▶ **Task goal**: Below are the entries; determine how many of their lines contain the string "FormDetails" and give that figure alone.

[Input — start]

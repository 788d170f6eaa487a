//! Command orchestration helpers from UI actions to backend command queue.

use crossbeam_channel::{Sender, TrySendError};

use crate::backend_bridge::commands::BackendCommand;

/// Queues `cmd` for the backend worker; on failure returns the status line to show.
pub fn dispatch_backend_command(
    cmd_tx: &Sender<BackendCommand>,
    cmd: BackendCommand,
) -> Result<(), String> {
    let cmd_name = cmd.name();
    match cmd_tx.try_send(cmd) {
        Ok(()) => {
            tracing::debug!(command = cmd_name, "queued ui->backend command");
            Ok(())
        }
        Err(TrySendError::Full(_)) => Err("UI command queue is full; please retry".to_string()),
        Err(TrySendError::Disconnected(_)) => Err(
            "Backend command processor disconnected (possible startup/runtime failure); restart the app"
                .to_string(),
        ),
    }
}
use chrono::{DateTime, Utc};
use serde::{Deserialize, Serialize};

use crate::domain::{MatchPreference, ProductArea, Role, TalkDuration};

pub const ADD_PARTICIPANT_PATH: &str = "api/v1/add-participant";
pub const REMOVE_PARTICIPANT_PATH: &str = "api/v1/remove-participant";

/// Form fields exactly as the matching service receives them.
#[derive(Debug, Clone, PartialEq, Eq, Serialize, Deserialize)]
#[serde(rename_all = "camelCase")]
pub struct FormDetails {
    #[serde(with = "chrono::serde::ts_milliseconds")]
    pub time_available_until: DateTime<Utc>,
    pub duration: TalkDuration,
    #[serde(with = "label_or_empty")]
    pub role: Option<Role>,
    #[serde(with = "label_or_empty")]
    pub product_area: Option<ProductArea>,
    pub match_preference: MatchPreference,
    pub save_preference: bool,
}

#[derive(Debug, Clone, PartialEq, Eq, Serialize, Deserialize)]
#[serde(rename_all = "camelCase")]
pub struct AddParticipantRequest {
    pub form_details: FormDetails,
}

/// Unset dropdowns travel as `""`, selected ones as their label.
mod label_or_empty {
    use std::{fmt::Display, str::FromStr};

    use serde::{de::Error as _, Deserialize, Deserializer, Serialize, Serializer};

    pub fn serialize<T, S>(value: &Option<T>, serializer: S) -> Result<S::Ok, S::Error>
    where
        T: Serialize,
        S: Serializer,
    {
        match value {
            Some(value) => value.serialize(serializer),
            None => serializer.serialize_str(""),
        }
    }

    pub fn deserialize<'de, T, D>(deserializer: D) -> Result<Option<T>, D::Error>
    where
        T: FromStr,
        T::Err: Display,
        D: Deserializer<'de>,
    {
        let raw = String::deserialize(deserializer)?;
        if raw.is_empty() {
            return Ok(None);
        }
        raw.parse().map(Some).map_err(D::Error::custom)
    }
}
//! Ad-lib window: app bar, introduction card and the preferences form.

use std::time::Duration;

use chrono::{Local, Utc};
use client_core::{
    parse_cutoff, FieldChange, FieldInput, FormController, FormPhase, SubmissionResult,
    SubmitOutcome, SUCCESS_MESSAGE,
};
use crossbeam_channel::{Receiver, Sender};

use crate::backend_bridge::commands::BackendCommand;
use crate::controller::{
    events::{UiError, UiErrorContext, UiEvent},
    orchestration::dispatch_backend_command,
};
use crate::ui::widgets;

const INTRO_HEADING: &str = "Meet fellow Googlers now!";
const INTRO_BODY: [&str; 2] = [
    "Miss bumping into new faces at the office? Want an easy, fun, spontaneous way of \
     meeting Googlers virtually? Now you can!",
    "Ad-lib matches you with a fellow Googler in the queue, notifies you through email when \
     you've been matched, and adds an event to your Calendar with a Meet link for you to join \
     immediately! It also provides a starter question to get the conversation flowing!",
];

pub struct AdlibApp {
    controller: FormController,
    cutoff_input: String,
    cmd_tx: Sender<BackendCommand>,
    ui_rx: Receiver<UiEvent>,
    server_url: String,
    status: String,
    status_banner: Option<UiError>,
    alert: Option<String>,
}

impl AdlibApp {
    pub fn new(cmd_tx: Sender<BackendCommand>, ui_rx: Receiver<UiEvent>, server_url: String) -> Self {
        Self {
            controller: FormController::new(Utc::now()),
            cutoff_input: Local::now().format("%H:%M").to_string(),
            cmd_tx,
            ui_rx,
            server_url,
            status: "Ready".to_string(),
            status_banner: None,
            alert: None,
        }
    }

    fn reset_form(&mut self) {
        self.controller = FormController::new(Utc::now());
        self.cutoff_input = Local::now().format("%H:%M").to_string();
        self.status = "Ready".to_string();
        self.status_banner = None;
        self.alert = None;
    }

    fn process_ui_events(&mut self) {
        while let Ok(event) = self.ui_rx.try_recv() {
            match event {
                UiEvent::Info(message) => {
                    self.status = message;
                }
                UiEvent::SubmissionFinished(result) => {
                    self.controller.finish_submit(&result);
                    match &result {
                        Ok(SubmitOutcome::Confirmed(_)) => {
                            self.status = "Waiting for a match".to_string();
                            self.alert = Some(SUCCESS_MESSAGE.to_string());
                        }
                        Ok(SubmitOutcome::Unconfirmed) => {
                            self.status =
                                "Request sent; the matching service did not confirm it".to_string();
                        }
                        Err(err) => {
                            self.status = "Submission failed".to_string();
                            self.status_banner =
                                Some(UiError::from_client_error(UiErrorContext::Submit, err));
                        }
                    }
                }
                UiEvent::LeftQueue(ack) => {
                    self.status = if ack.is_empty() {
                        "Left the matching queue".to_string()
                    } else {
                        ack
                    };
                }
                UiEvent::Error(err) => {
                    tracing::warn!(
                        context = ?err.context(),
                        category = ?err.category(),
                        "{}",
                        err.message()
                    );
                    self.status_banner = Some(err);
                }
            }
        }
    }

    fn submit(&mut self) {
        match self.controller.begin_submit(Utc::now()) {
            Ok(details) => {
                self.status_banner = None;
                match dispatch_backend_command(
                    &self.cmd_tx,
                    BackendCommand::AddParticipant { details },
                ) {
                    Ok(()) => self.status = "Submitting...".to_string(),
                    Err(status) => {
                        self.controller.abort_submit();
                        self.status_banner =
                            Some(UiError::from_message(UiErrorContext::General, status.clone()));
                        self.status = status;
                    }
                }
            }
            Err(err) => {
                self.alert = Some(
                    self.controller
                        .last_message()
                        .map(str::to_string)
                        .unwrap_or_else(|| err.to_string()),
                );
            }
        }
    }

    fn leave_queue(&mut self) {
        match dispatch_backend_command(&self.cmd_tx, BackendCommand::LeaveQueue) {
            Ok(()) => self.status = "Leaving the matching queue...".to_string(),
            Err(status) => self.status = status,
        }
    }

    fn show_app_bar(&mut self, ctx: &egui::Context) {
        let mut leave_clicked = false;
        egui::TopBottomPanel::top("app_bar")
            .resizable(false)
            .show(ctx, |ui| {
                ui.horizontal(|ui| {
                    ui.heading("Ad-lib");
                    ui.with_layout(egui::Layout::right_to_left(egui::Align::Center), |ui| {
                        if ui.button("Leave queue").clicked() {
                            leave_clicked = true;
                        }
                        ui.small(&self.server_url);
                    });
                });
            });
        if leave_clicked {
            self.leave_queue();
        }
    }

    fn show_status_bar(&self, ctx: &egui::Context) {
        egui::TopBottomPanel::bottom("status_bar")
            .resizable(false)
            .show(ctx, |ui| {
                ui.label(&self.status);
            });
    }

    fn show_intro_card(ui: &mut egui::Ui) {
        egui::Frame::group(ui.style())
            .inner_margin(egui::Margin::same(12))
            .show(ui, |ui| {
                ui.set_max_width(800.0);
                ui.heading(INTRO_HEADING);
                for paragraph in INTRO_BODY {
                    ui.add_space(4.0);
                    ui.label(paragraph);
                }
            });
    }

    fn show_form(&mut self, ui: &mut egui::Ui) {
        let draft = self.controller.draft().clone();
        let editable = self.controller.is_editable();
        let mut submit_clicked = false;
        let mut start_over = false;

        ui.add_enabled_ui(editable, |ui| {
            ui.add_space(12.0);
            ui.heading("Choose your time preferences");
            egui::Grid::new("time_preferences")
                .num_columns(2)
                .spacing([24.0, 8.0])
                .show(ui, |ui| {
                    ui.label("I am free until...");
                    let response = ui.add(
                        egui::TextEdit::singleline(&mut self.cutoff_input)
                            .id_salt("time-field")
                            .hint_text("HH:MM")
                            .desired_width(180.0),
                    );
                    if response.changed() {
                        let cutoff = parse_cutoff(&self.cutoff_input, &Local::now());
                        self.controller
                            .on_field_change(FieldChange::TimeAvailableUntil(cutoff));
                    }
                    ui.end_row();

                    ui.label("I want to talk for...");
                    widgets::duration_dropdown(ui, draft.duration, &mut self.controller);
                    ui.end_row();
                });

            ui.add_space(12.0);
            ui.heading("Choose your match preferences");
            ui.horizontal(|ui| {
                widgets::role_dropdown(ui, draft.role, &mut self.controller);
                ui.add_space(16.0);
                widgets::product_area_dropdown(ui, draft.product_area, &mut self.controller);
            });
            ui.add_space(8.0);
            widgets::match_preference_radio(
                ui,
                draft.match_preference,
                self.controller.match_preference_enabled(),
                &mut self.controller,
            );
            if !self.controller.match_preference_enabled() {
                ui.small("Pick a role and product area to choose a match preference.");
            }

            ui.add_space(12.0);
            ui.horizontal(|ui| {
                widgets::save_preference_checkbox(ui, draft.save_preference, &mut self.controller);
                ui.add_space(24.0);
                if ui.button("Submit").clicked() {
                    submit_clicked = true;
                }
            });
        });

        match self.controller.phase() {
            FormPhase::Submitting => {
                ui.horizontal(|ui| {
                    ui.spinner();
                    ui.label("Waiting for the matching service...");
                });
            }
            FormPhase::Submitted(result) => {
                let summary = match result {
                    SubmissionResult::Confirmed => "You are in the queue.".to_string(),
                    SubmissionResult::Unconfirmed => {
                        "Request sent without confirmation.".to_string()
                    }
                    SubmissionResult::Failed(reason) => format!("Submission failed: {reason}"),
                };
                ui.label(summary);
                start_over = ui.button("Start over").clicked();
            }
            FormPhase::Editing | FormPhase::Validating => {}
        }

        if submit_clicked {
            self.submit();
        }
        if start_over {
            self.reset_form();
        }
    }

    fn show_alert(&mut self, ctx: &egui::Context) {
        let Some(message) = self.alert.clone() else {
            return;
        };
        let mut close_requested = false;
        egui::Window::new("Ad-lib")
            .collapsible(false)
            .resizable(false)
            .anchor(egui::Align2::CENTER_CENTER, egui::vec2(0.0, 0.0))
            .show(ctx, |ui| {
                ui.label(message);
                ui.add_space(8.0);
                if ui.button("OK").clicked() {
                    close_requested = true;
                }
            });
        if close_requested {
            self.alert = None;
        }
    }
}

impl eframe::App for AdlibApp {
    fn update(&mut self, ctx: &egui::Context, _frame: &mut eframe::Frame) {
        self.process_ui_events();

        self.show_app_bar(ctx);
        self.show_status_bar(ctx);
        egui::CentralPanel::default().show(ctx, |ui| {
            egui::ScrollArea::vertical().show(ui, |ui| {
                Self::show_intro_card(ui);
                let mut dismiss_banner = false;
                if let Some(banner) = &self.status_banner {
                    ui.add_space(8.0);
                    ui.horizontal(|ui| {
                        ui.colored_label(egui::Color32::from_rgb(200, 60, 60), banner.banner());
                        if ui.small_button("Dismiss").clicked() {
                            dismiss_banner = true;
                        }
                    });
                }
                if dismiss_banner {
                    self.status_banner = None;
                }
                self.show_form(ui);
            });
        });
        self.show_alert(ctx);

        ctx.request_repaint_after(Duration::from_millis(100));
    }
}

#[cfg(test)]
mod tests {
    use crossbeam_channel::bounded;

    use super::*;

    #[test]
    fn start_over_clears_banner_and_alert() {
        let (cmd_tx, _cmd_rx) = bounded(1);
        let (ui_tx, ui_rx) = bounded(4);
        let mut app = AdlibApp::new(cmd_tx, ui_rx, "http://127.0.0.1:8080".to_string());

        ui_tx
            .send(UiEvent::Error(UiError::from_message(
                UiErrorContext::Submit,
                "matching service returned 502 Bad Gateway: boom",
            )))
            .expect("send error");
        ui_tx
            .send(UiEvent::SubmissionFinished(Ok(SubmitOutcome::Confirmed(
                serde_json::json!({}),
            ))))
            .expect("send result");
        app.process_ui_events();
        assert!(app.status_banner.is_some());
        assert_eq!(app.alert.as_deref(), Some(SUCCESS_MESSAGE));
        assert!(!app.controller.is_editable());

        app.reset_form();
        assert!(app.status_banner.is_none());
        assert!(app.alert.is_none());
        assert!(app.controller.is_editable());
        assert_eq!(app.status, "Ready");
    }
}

[Input — finish]

▶ **Exercise output**: 2